The child, known as the "Mississippi baby," was born to a HIV-positive mother in 2010 and had been treated with antiretroviral drugs beginning in the first hours of life, and continuing for 18 months. But the doctors lost contact with the family, and the baby didn't receive medication.
The baby's case became well known when the child returned to the hospital after five months of being out of touch, and to the surprise of the doctors, showed no sign of the virus in tests.
The child remained HIV-free for the following two years, and the case spurred excitement in the medical and scientific community, and led to planning for a clinical trial to build upon the findings with funding from the National Institutes of Health.
But now, during a routine doctor's visit earlier this month, the nearly 4-year-old child was found to have traces of HIV in her blood.
"Certainly, this is a disappointing turn of events for this young child, the medical staff involved in the child's care, and the HIV/AIDS research community," Dr. Anthony S. Fauci, director of the National Institute of Allergy and Infectious Diseases, said today (July 10). "Scientifically, this development reminds us that we still have much more to learn about the intricacies of HIV infection and where the virus hides in the body."
When the child was first found to be HIV-free, the doctors emphasized that the child could be considered "cured" of HIV if more time passed, and the HIV levels remained undetectable.
However, the last test results have shown detectable HIV levels in the child's. The doctors also found the child had a weakened immune system, and HIV antibodies are present, a sign that the virus is active in the body. The child was again started on antiretroviral therapy.

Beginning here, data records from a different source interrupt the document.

//! Tool definitions: the introspection contract every tool exposes.

use serde::{Deserialize, Serialize};
use std::collections::BTreeMap;

/// Schema of a single tool parameter.
#[derive(Debug, Clone, PartialEq, Eq, Serialize, Deserialize)]
pub struct ParameterSpec {
    /// JSON-ish type name ("string", "number", "boolean", "object").
    #[serde(rename = "type")]
    pub type_name: String,
    pub description: String,
    #[serde(default)]
    pub required: bool,
}

impl ParameterSpec {
    pub fn new(type_name: impl Into<String>, description: impl Into<String>) -> Self {
        Self {
            type_name: type_name.into(),
            description: description.into(),
            required: false,
        }
    }

    pub fn required(mut self) -> Self {
        self.required = true;
        self
    }
}

/// Optional semantic tags used by discovery to enrich matching.
#[derive(Debug, Clone, Default, PartialEq, Eq, Serialize, Deserialize)]
pub struct SemanticTags {
    #[serde(skip_serializing_if = "Option::is_none")]
    pub domain: Option<String>,
    #[serde(default, skip_serializing_if = "Vec::is_empty")]
    pub concepts: Vec<String>,
    #[serde(default, skip_serializing_if = "Vec::is_empty")]
    pub actions: Vec<String>,
    #[serde(default, skip_serializing_if = "Vec::is_empty")]
    pub synonyms: Vec<String>,
}

/// The stable, introspectable description of a tool.
#[derive(Debug, Clone, PartialEq, Serialize, Deserialize)]
pub struct ToolDefinition {
    pub name: String,
    pub description: String,
    /// Parameter name → schema. Ordered for stable documents and prompts.
    #[serde(default)]
    pub parameters: BTreeMap<String, ParameterSpec>,
    #[serde(default)]
    pub tags: SemanticTags,
}

impl ToolDefinition {
    pub fn new(name: impl Into<String>, description: impl Into<String>) -> Self {
        Self {
            name: name.into(),
            description: description.into(),
            parameters: BTreeMap::new(),
            tags: SemanticTags::default(),
        }
    }

    pub fn with_parameter(mut self, name: impl Into<String>, spec: ParameterSpec) -> Self {
        self.parameters.insert(name.into(), spec);
        self
    }

    pub fn with_tags(mut self, tags: SemanticTags) -> Self {
        self.tags = tags;
        self
    }

    /// Names of parameters marked required.
    pub fn required_parameters(&self) -> Vec<&str> {
        self.parameters
            .iter()
            .filter(|(_, spec)| spec.required)
            .map(|(name, _)| name.as_str())
            .collect()
    }

    /// The flat text indexed for semantic search:
    /// `"<name> <description> <param>: <param description> …"`.
    pub fn searchable_document(&self) -> String {
        let mut doc = format!("{} {}", self.name, self.description);
        for (name, spec) in &self.parameters {
            doc.push_str(&format!(" {}: {}", name, spec.description));
        }
        if let Some(domain) = &self.tags.domain {
            doc.push(' ');
            doc.push_str(domain);
        }
        for word in self
            .tags
            .concepts
            .iter()
            .chain(&self.tags.actions)
            .chain(&self.tags.synonyms)
        {
            doc.push(' ');
            doc.push_str(word);
        }
        doc
    }
}

#[cfg(test)]
mod tests {
    use super::*;

    fn sample_definition() -> ToolDefinition {
        ToolDefinition::new("calculator_add", "Add two numbers together")
            .with_parameter("a", ParameterSpec::new("number", "First operand").required())
            .with_parameter("b", ParameterSpec::new("number", "Second operand").required())
            .with_tags(SemanticTags {
                domain: Some("math".into()),
                concepts: vec!["arithmetic".into()],
                actions: vec!["add".into(), "sum".into()],
                synonyms: vec!["plus".into()],
            })
    }

    #[test]
    fn searchable_document_contains_all_parts() {
        let doc = sample_definition().searchable_document();
        assert!(doc.starts_with("calculator_add Add two numbers"));
        assert!(doc.contains("a: First operand"));
        assert!(doc.contains("math"));
        assert!(doc.contains("plus"));
    }

    #[test]
    fn required_parameters_filters_optional() {
        let def = ToolDefinition::new("memory_write", "Store a value under a key")
            .with_parameter("key", ParameterSpec::new("string", "Storage key").required())
            .with_parameter("ttl", ParameterSpec::new("number", "Optional expiry"));
        assert_eq!(def.required_parameters(), vec!["key"]);
    }

    #[test]
    fn definition_roundtrips_through_json() {
        let def = sample_definition();
        let json = serde_json::to_string(&def).unwrap();
        let back: ToolDefinition = serde_json::from_str(&json).unwrap();
        assert_eq!(def, back);
    }
}
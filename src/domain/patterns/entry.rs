//! A single cached (query -> decision) pattern.

use serde::{Deserialize, Serialize};
use serde_json::Value;

use crate::domain::foundation::Timestamp;

/// A learned pattern: an embedded query and the decision it led to.
///
/// The decision payload is opaque to the cache. Entries validated by a
/// real execution carry `execution_validated = true` and remember whether
/// that execution succeeded; validated failures are never served.
#[derive(Debug, Clone, Serialize, Deserialize)]
pub struct PatternEntry {
    pub query: String,
    pub embedding: Vec<f32>,
    pub decision: Value,
    pub confidence: f64,
    pub usage_count: u32,
    pub created_at: Timestamp,
    pub last_updated: Timestamp,
    #[serde(default)]
    pub metadata: Value,
    #[serde(default)]
    pub execution_validated: bool,
    #[serde(default)]
    pub execution_success: Option<bool>,
}

impl PatternEntry {
    /// Creates a fresh, unvalidated entry.
    pub fn new(
        query: impl Into<String>,
        embedding: Vec<f32>,
        decision: Value,
        confidence: f64,
        metadata: Value,
    ) -> Self {
        let now = Timestamp::now();
        Self {
            query: query.into(),
            embedding,
            decision,
            confidence,
            usage_count: 1,
            created_at: now,
            last_updated: now,
            metadata,
            execution_validated: false,
            execution_success: None,
        }
    }

    /// Marks the entry as validated by a finished execution.
    pub fn validated(mut self, success: bool) -> Self {
        self.execution_validated = true;
        self.execution_success = Some(success);
        self
    }

    /// Entries validated by a failed execution must never be served.
    pub fn is_servable(&self) -> bool {
        !(self.execution_validated && self.execution_success == Some(false))
    }

    /// Similarity boost: validated successes score 10% higher at lookup.
    pub fn lookup_boost(&self) -> f64 {
        if self.execution_validated && self.execution_success == Some(true) {
            1.1
        } else {
            1.0
        }
    }
}
//! Improvement opportunities and A/B validation outcomes.

use serde::{Deserialize, Serialize};

use crate::domain::foundation::Timestamp;

use super::Severity;

/// Why a tool was flagged for improvement.
#[derive(Debug, Clone, Copy, PartialEq, Eq, Serialize, Deserialize)]
#[serde(rename_all = "snake_case")]
pub enum OpportunityKind {
    HighFailure,
    Degradation,
    Performance,
}

/// Lifecycle of an opportunity through the improvement cycle.
#[derive(Debug, Clone, Copy, PartialEq, Eq, Serialize, Deserialize)]
#[serde(rename_all = "snake_case")]
pub enum OpportunityStatus {
    Detected,
    Analyzing,
    Improving,
    Testing,
    Deployed,
    Rejected,
}

/// Snapshot of the metrics that justified the opportunity.
#[derive(Debug, Clone, Default, PartialEq, Serialize, Deserialize)]
pub struct OpportunityMetrics {
    #[serde(skip_serializing_if = "Option::is_none")]
    pub success_rate: Option<f64>,
    #[serde(skip_serializing_if = "Option::is_none")]
    pub avg_duration_ms: Option<f64>,
    pub total_executions: i64,
}

/// A detected case where a tool's metrics merit an improvement attempt.
#[derive(Debug, Clone, Serialize, Deserialize)]
pub struct ImprovementOpportunity {
    pub tool_name: String,
    pub kind: OpportunityKind,
    pub severity: Severity,
    pub metrics: OpportunityMetrics,
    pub evidence: Vec<String>,
    pub recommended_fixes: Vec<String>,
    pub status: OpportunityStatus,
    pub detected_at: Timestamp,
}

impl ImprovementOpportunity {
    pub fn new(
        tool_name: impl Into<String>,
        kind: OpportunityKind,
        severity: Severity,
        metrics: OpportunityMetrics,
        evidence: Vec<String>,
        recommended_fixes: Vec<String>,
    ) -> Self {
        Self {
            tool_name: tool_name.into(),
            kind,
            severity,
            metrics,
            evidence,
            recommended_fixes,
            status: OpportunityStatus::Detected,
            detected_at: Timestamp::now(),
        }
    }

    pub fn is_actionable(&self) -> bool {
        matches!(self.severity, Severity::Critical | Severity::High)
    }
}

/// Metrics for one side of an A/B comparison.
#[derive(Debug, Clone, Copy, PartialEq, Serialize, Deserialize)]
pub struct AbMetrics {
    pub success_rate: f64,
    pub avg_duration_ms: f64,
}

/// Recommendation that falls out of an A/B validation.
#[derive(Debug, Clone, Copy, PartialEq, Eq, Serialize, Deserialize)]
#[serde(rename_all = "snake_case")]
pub enum AbRecommendation {
    Deploy,
    ContinueTesting,
    Rollback,
}

/// Result of validating a candidate improvement against the old version.
#[derive(Debug, Clone, Serialize, Deserialize)]
pub struct AbTestOutcome {
    pub tool_name: String,
    pub old_metrics: AbMetrics,
    pub new_metrics: AbMetrics,
    pub sample_size: i64,
    pub improvement_detected: bool,
    pub confidence: f64,
    pub recommendation: AbRecommendation,
}

impl AbTestOutcome {
    /// Evaluates the comparison. An improvement requires at least a five
    /// point success-rate gain; confidence is a step function of sample
    /// size (>=100: 0.95, >=50: 0.85, >=20: 0.70, else 0.50).
    pub fn evaluate(
        tool_name: impl Into<String>,
        old_metrics: AbMetrics,
        new_metrics: AbMetrics,
        sample_size: i64,
    ) -> Self {
        let improvement_detected = new_metrics.success_rate > old_metrics.success_rate + 0.05;
        let confidence = if sample_size >= 100 {
            0.95
        } else if sample_size >= 50 {
            0.85
        } else if sample_size >= 20 {
            0.70
        } else {
            0.50
        };
        let recommendation = if improvement_detected && confidence > 0.80 {
            AbRecommendation::Deploy
        } else if !improvement_detected && confidence > 0.80 {
            AbRecommendation::Rollback
        } else {
            AbRecommendation::ContinueTesting
        };
        Self {
            tool_name: tool_name.into(),
            old_metrics,
            new_metrics,
            sample_size,
            improvement_detected,
            confidence,
            recommendation,
        }
    }
}

#[cfg(test)]
mod tests {
    use super::*;

    fn metrics(rate: f64) -> AbMetrics {
        AbMetrics {
            success_rate: rate,
            avg_duration_ms: 100.0,
        }
    }

    #[test]
    fn large_sample_with_gain_recommends_deploy() {
        let outcome = AbTestOutcome::evaluate("t", metrics(0.6), metrics(0.8), 120);
        assert!(outcome.improvement_detected);
        assert_eq!(outcome.confidence, 0.95);
        assert_eq!(outcome.recommendation, AbRecommendation::Deploy);
    }

    #[test]
    fn large_sample_without_gain_recommends_rollback() {
        let outcome = AbTestOutcome::evaluate("t", metrics(0.8), metrics(0.8), 120);
        assert!(!outcome.improvement_detected);
        assert_eq!(outcome.recommendation, AbRecommendation::Rollback);
    }

    #[test]
    fn marginal_gain_is_not_an_improvement() {
        let outcome = AbTestOutcome::evaluate("t", metrics(0.80), metrics(0.84), 120);
        assert!(!outcome.improvement_detected);
    }

    #[test]
    fn small_sample_keeps_testing() {
        let outcome = AbTestOutcome::evaluate("t", metrics(0.5), metrics(0.9), 10);
        assert_eq!(outcome.confidence, 0.50);
        assert_eq!(outcome.recommendation, AbRecommendation::ContinueTesting);
    }

    #[test]
    fn confidence_steps_with_sample_size() {
        for (n, c) in [(150, 0.95), (60, 0.85), (25, 0.70), (5, 0.50)] {
            let outcome = AbTestOutcome::evaluate("t", metrics(0.5), metrics(0.9), n);
            assert_eq!(outcome.confidence, c);
        }
    }

    #[test]
    fn only_critical_and_high_are_actionable() {
        let mut opp = ImprovementOpportunity::new(
            "t",
            OpportunityKind::HighFailure,
            Severity::Critical,
            OpportunityMetrics::default(),
            vec![],
            vec![],
        );
        assert!(opp.is_actionable());
        opp.severity = Severity::Medium;
        assert!(!opp.is_actionable());
    }
}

The new findings suggest that the treatment didn't completely eliminate all the virus from the body, the doctors said. But they also said they are still hopeful the treatment the child received at birth, which kept the baby HIV-free for two years, will give clues about HIV treatment.
"The fact that this child was able to remain off antiretroviral treatment for two years and maintain quiescent virus for that length of time is unprecedented,” said Dr. Deborah Persaud, one of the pediatric HIV experts involved in the case. "Typically, when treatment is stopped, HIV levels rebound within weeks, not years."
Next, the researchers need to understand why the treatment was successful in keeping the virus from rebounding for so long, and whether a period of sustained remission without receiving medication could be prolonged even further, Fauci said.